Establishment Clause Claims

Establishment Clause claims under the First Amendment are very rare. At least at the time of this writing, however, they are somewhat more in the limelight because of so-called “stay-at-home” orders imposed by governments as a result of the COVID-19 pandemic.

Litigants are, where appropriate, able to bring a civil damages claim under 42 U.S.C. § 1983 for a government violating the First Amendment (or other federal law). To prevail, a plaintiff must demonstrate (1) that a defendant was acting under color of state law and (2) that his/her/their conduct deprived a plaintiff of a right, privilege or immunity secured by the Constitution or federal law. 42 U.S.C. § 1983; Thomas v. Gunter, 32 F.3d 1258, 1259 (8th Cir 1994).

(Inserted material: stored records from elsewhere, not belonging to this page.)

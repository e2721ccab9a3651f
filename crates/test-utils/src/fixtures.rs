//! Common test fixtures for globe viewer tests.
//!
//! This module provides pre-defined extents and rasters that represent
//! common scenarios in the viewer.

/// Common bounding box definitions for testing, as (left, bottom, right, top).
pub mod bbox {
    /// Global bounding box (-180 to 180, -90 to 90)
    pub const GLOBAL: (f64, f64, f64, f64) = (-180.0, -90.0, 180.0, 90.0);

    /// Continental United States bounding box
    pub const CONUS: (f64, f64, f64, f64) = (-130.0, 20.0, -60.0, 55.0);

    /// The 4x4 unit-cell raster used in end-to-end loader tests
    pub const UNIT_4X4: (f64, f64, f64, f64) = (0.0, 0.0, 4.0, 4.0);
}

/// Ready-made raster fixtures.
pub mod rasters {
    use crate::geotiff::GeoTiffFixture;
    use crate::generators::{create_grid_with_sentinels, create_temperature_grid};

    /// 4x4 raster over (0, 0, 4, 4) at 1-degree cells, value 5 except a
    /// sentinel 0 at row 0, col 0.
    pub fn unit_4x4_with_sentinel() -> GeoTiffFixture {
        GeoTiffFixture {
            width: 4,
            height: 4,
            left: 0.0,
            top: 4.0,
            dx: 1.0,
            dy: 1.0,
            values: create_grid_with_sentinels(4, 4, 5.0, 0.0, &[(0, 0)]),
            nodata: None,
        }
    }

    /// Coarse CONUS temperature raster (1-degree cells) with a few no-data cells.
    pub fn conus_temperature(offset: f32) -> GeoTiffFixture {
        let (width, height) = (70, 35);
        let mut values: Vec<f32> = create_temperature_grid(width, height)
            .into_iter()
            .map(|v| v + offset)
            .collect();
        // Ocean corners carry the sentinel
        for idx in [0, width - 1, (height - 1) * width] {
            values[idx] = 0.0;
        }
        GeoTiffFixture {
            width,
            height,
            left: -130.0,
            top: 55.0,
            dx: 1.0,
            dy: 1.0,
            values,
            nodata: Some("0".to_string()),
        }
    }
}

The relevant portion of the First Amendment provides that “Congress shall make no law respecting an establishment of religion.” The purpose of the Establishment Clause is to ensure “government neutrality in matters of religion.” Gillette v. United States Negre v. Larsen, 401 U.S. 437, 449 (1971). Government actions may comply with the Establishment Clause if: (1) it has a secular purpose, (2) its principal or primary effect neither advances nor inhibits religion, and (3) it does not foster an excessive entanglement with religion. ACLU Nebraska Found. v. City of Plattsmouth, Neb., 419 F.3d 772, 775 (8th Cir. 2005) (citing Lemon v. Kurtzman, 403 U.S. 602, 612-13 (1971).

There are “three main evils against which the Establishment Clause was intended to afford protection: sponsorship, financial support, and active involvement of the sovereign in religious activity.” In re Young, 141 F.3d 854, 861 (8th Cir. 1998).